··· Record excerpts ···

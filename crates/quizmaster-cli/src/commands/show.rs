//! The `quizmaster show` command.

use std::path::PathBuf;

use anyhow::Result;

use quizmaster_core::report::CompetitionReport;
use quizmaster_report::{
    render_question_difficulty, render_standings, render_transcript,
};

pub fn execute(report_path: PathBuf) -> Result<()> {
    let report = CompetitionReport::load_json(&report_path)?;

    println!(
        "Competition report {} | {} | bank: {} ({} questions) | {} participant(s)",
        report.id,
        report.created_at.format("%Y-%m-%d %H:%M:%S UTC"),
        report.quiz.bank_name,
        report.quiz.question_count,
        report.participants.len()
    );

    println!("\nStandings:\n{}", render_standings(&report.stats));
    println!(
        "\nQuestion difficulty:\n{}",
        render_question_difficulty(&report.stats)
    );

    println!("\nQuiz results:");
    for summary in &report.participants {
        println!("----------------------------");
        print!("{}", render_transcript(summary));
    }
    println!("----------------------------");

    Ok(())
}
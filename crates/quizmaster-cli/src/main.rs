//! quizmaster CLI — the user-facing command-line interface.

use std::path::PathBuf;
use std::process;

use clap::{Parser, Subcommand};

mod commands;
mod config;

#[derive(Parser)]
#[command(name = "quizmaster", version, about = "Interactive quiz competition administrator")]
struct Cli {
    #[command(subcommand)]
    command: Commands,
}

#[derive(Subcommand)]
enum Commands {
    /// Run an interactive quiz competition
    Run {
        /// Path to a .toml question bank (defaults to the configured bank)
        #[arg(long)]
        bank: Option<PathBuf>,

        /// Questions per participant per session
        #[arg(long)]
        questions: Option<usize>,

        /// Directory for saved reports
        #[arg(long)]
        output: Option<PathBuf>,

        /// Config file path
        #[arg(long)]
        config: Option<PathBuf>,
    },

    /// Validate question bank TOML files
    Validate {
        /// Path to a bank file or directory
        #[arg(long)]
        bank: PathBuf,
    },

    /// Render a saved competition report
    Show {
        /// Path to a report JSON file
        #[arg(long)]
        report: PathBuf,
    },

    /// Create starter config and example question bank
    Init,
}

fn main() {
    tracing_subscriber::fmt()
        .with_env_filter(
            tracing_subscriber::EnvFilter::from_default_env()
                .add_directive("quizmaster=info".parse().unwrap()),
        )
        .init();

    let cli = Cli::parse();

    let result = match cli.command {
        Commands::Run {
            bank,
            questions,
            output,
            config,
        } => commands::run::execute(bank, questions, output, config),
        Commands::Validate { bank } => commands::validate::execute(bank),
        Commands::Show { report } => commands::show::execute(report),
        Commands::Init => commands::init::execute(),
    };

    if let Err(e) = result {
        eprintln!("Error: {e:#}");
        process::exit(1);
    }
}
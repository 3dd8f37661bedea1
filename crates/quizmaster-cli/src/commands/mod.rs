pub mod init;
pub mod run;
pub mod show;
pub mod validate;
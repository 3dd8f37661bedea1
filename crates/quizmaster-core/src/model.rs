//! Core data model types for quizmaster.
//!
//! These are the fundamental types the entire quizmaster system uses to
//! represent questions, quiz attempts, and participant records.

use rand::seq::SliceRandom;
use serde::{Deserialize, Serialize};

use crate::error::RegistryError;
use crate::ids::IdGenerator;

/// Identifier of a quiz definition.
pub type QuizDefinitionId = u32;
/// Identifier of a participant record.
pub type ParticipantId = u32;
/// Identifier of one quiz attempt.
pub type AttemptId = u32;

/// Prompt template used when a bank does not supply one: the prompt key is
/// shown verbatim.
pub const DEFAULT_PROMPT_TEMPLATE: &str = "{subject}";

/// Placeholder substituted with the prompt key when rendering a question.
pub const PROMPT_PLACEHOLDER: &str = "{subject}";

/// A single question/answer pair. Immutable once constructed.
#[derive(Debug, Clone, PartialEq, Eq, Serialize, Deserialize)]
pub struct Question {
    /// The key substituted into the bank's prompt template (e.g. "Goa").
    pub prompt_key: String,
    /// The expected answer, matched case- and whitespace-insensitively.
    pub expected_answer: String,
}

/// A named collection of questions, loaded once at startup.
#[derive(Debug, Clone, Serialize, Deserialize)]
pub struct QuestionBank {
    /// Unique identifier for this bank.
    pub id: String,
    /// Human-readable name.
    pub name: String,
    /// Description of what this bank covers.
    #[serde(default)]
    pub description: String,
    /// Template turning a prompt key into the question text shown to the
    /// participant. Must contain `{subject}`.
    #[serde(default = "default_prompt_template")]
    pub prompt_template: String,
    /// The question/answer pairs in this bank.
    #[serde(default)]
    pub questions: Vec<Question>,
}

fn default_prompt_template() -> String {
    DEFAULT_PROMPT_TEMPLATE.to_string()
}

impl QuestionBank {
    /// Number of questions in the bank.
    pub fn len(&self) -> usize {
        self.questions.len()
    }

    /// Returns `true` if the bank holds no questions.
    pub fn is_empty(&self) -> bool {
        self.questions.is_empty()
    }
}

/// The immutable quiz built from a question bank, plus its sampling
/// operation. Created once per process.
#[derive(Debug, Clone)]
pub struct QuizDefinition {
    quiz_definition_id: QuizDefinitionId,
    prompt_template: String,
    questions: Vec<Question>,
}

impl QuizDefinition {
    /// Build a quiz from a bank, assigning it an identifier.
    ///
    /// Fails with `InvalidArgument` if the bank is empty: a quiz with no
    /// questions cannot be administered.
    pub fn from_bank(bank: &QuestionBank, ids: &IdGenerator) -> Result<Self, RegistryError> {
        if bank.is_empty() {
            return Err(RegistryError::invalid_argument(format!(
                "question bank '{}' is empty",
                bank.id
            )));
        }
        Ok(Self {
            quiz_definition_id: ids.next_id(),
            prompt_template: bank.prompt_template.clone(),
            questions: bank.questions.clone(),
        })
    }

    /// The identifier assigned at construction.
    pub fn quiz_definition_id(&self) -> QuizDefinitionId {
        self.quiz_definition_id
    }

    /// All questions, in bank order.
    pub fn questions(&self) -> &[Question] {
        &self.questions
    }

    /// Number of questions in the quiz.
    pub fn question_count(&self) -> usize {
        self.questions.len()
    }

    /// Render the full prompt text shown to a participant for `question`.
    pub fn render_prompt(&self, question: &Question) -> String {
        self.prompt_template
            .replace(PROMPT_PLACEHOLDER, &question.prompt_key)
    }

    /// Draw `min(k, question_count)` distinct questions in randomized order.
    ///
    /// Every call is independent: no memory of prior samples is kept, so two
    /// calls may overlap arbitrarily, but a single call never repeats a
    /// question. Fails with `InvalidArgument` when `k` is zero.
    pub fn sample(&self, k: usize) -> Result<Vec<Question>, RegistryError> {
        if k == 0 {
            return Err(RegistryError::invalid_argument(
                "sample size must be at least 1",
            ));
        }
        let mut rng = rand::thread_rng();
        let mut picked: Vec<Question> = self
            .questions
            .choose_multiple(&mut rng, k)
            .cloned()
            .collect();
        // choose_multiple does not randomize the order of the picks
        picked.shuffle(&mut rng);
        Ok(picked)
    }
}

/// Check a given answer against the expected one: surrounding whitespace is
/// ignored and comparison is case-insensitive.
pub fn answers_match(given: &str, expected: &str) -> bool {
    given.trim().to_lowercase() == expected.trim().to_lowercase()
}

/// One answer given during an attempt. Immutable once appended.
#[derive(Debug, Clone, PartialEq, Eq, Serialize, Deserialize)]
pub struct AnswerRecord {
    /// The rendered prompt text the participant was shown.
    pub question_prompt: String,
    /// The answer exactly as the participant gave it.
    pub given_answer: String,
    /// Whether the answer matched.
    pub is_correct: bool,
}

/// One administration of the quiz to one participant.
///
/// `score` only ever moves by appending a correct answer record, and
/// `answered` is append-only. Once the participant starts a new attempt the
/// previous one is never touched again.
#[derive(Debug, Clone)]
pub struct QuizAttempt {
    attempt_id: AttemptId,
    score: u32,
    answered: Vec<AnswerRecord>,
}

impl QuizAttempt {
    fn new(attempt_id: AttemptId) -> Self {
        Self {
            attempt_id,
            score: 0,
            answered: Vec::new(),
        }
    }

    /// The identifier assigned when the attempt was started.
    pub fn attempt_id(&self) -> AttemptId {
        self.attempt_id
    }

    /// Number of correct answers recorded so far.
    pub fn score(&self) -> u32 {
        self.score
    }

    /// Every answer recorded in this attempt, in the order given.
    pub fn answered(&self) -> &[AnswerRecord] {
        &self.answered
    }

    fn push_answer(&mut self, record: AnswerRecord) {
        if record.is_correct {
            self.score += 1;
        }
        self.answered.push(record);
    }
}

/// One participant's identity plus their full quiz history.
#[derive(Debug, Clone)]
pub struct ParticipantRecord {
    participant_id: ParticipantId,
    name: String,
    age: Option<u32>,
    gender: Option<String>,
    class_level: Option<String>,
    attempts: Vec<QuizAttempt>,
}

impl ParticipantRecord {
    /// Create a record with no attempts. Name uniqueness is the registry's
    /// invariant, not this type's.
    pub fn new(
        participant_id: ParticipantId,
        name: impl Into<String>,
        age: Option<u32>,
        gender: Option<String>,
        class_level: Option<String>,
    ) -> Self {
        Self {
            participant_id,
            name: name.into(),
            age,
            gender,
            class_level,
            attempts: Vec::new(),
        }
    }

    /// The globally unique identifier assigned at registration.
    pub fn participant_id(&self) -> ParticipantId {
        self.participant_id
    }

    /// The participant's name as registered.
    pub fn name(&self) -> &str {
        &self.name
    }

    pub fn age(&self) -> Option<u32> {
        self.age
    }

    pub fn gender(&self) -> Option<&str> {
        self.gender.as_deref()
    }

    pub fn class_level(&self) -> Option<&str> {
        self.class_level.as_deref()
    }

    /// Every attempt, oldest first.
    pub fn attempts(&self) -> &[QuizAttempt] {
        &self.attempts
    }

    /// The attempt answers are currently recorded into, if any.
    pub fn current_attempt(&self) -> Option<&QuizAttempt> {
        self.attempts.last()
    }

    /// Open a fresh attempt and make it current. Always succeeds.
    pub fn start_new_attempt(&mut self, ids: &IdGenerator) -> AttemptId {
        let attempt_id = ids.next_id();
        self.attempts.push(QuizAttempt::new(attempt_id));
        attempt_id
    }

    /// Record an answer into the current attempt, judging it with `checker`.
    ///
    /// Returns whether the answer was correct. Fails with `NoActiveAttempt`
    /// if no attempt was ever started.
    pub fn record_answer<F>(
        &mut self,
        question_prompt: &str,
        given_answer: &str,
        expected_answer: &str,
        checker: F,
    ) -> Result<bool, RegistryError>
    where
        F: Fn(&str, &str) -> bool,
    {
        let current = self
            .attempts
            .last_mut()
            .ok_or(RegistryError::NoActiveAttempt(self.participant_id))?;

        let is_correct = checker(given_answer, expected_answer);
        current.push_answer(AnswerRecord {
            question_prompt: question_prompt.to_string(),
            given_answer: given_answer.to_string(),
            is_correct,
        });
        Ok(is_correct)
    }

    /// Read-only projection of identity and history for display and export.
    /// Attempt order and within-attempt answer order are preserved.
    pub fn render_summary(&self) -> ParticipantSummary {
        ParticipantSummary {
            participant_id: self.participant_id,
            name: self.name.clone(),
            age: self.age,
            gender: self.gender.clone(),
            class_level: self.class_level.clone(),
            attempts: self
                .attempts
                .iter()
                .map(|a| AttemptSummary {
                    attempt_id: a.attempt_id,
                    score: a.score,
                    answered: a.answered.clone(),
                })
                .collect(),
        }
    }
}

/// Serializable projection of a participant record.
#[derive(Debug, Clone, Serialize, Deserialize)]
pub struct ParticipantSummary {
    pub participant_id: ParticipantId,
    pub name: String,
    #[serde(default)]
    pub age: Option<u32>,
    #[serde(default)]
    pub gender: Option<String>,
    #[serde(default)]
    pub class_level: Option<String>,
    pub attempts: Vec<AttemptSummary>,
}

/// Serializable projection of one attempt.
#[derive(Debug, Clone, Serialize, Deserialize)]
pub struct AttemptSummary {
    pub attempt_id: AttemptId,
    pub score: u32,
    pub answered: Vec<AnswerRecord>,
}
//! Per-participant transcript rendering.
//!
//! The transcript is the audit view: identity, then every attempt and every
//! answer in chronological order.

use quizmaster_core::model::ParticipantSummary;

/// Render one participant's full history as display text.
pub fn render_transcript(summary: &ParticipantSummary) -> String {
    let mut out = String::new();

    out.push_str(&format!("ID: {}\n", summary.participant_id));
    out.push_str(&format!("Name: {}\n", summary.name));
    if let Some(age) = summary.age {
        out.push_str(&format!("Age: {age}\n"));
    }
    if let Some(gender) = &summary.gender {
        out.push_str(&format!("Gender: {gender}\n"));
    }
    if let Some(class_level) = &summary.class_level {
        out.push_str(&format!("Class: {class_level}\n"));
    }

    if summary.attempts.is_empty() {
        out.push_str("No quiz attempts yet.\n");
        return out;
    }

    for (index, attempt) in summary.attempts.iter().enumerate() {
        out.push_str(&format!(
            "Attempt {} (id {}): score {}/{}\n",
            index + 1,
            attempt.attempt_id,
            attempt.score,
            attempt.answered.len()
        ));
        for answer in &attempt.answered {
            let verdict = if answer.is_correct {
                "Correct"
            } else {
                "Incorrect"
            };
            out.push_str(&format!("  {}\n", answer.question_prompt));
            out.push_str(&format!(
                "  Answered: {} - {}\n",
                answer.given_answer, verdict
            ));
        }
    }

    out
}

···

◆ The problem: Output all lines from the beginning of the data up to the line holding "pub fn execute(report_path: PathBuf)", that line included, exactly as written.

◆ Exercise result:
filename crates/quizmaster-cli/src/commands/show.rs
//! The `quizmaster show` command.

use std::path::PathBuf;

use anyhow::Result;

use quizmaster_core::report::CompetitionReport;
use quizmaster_report::{
    render_question_difficulty, render_standings, render_transcript,
};

pub fn execute(report_path: PathBuf) -> Result<()> {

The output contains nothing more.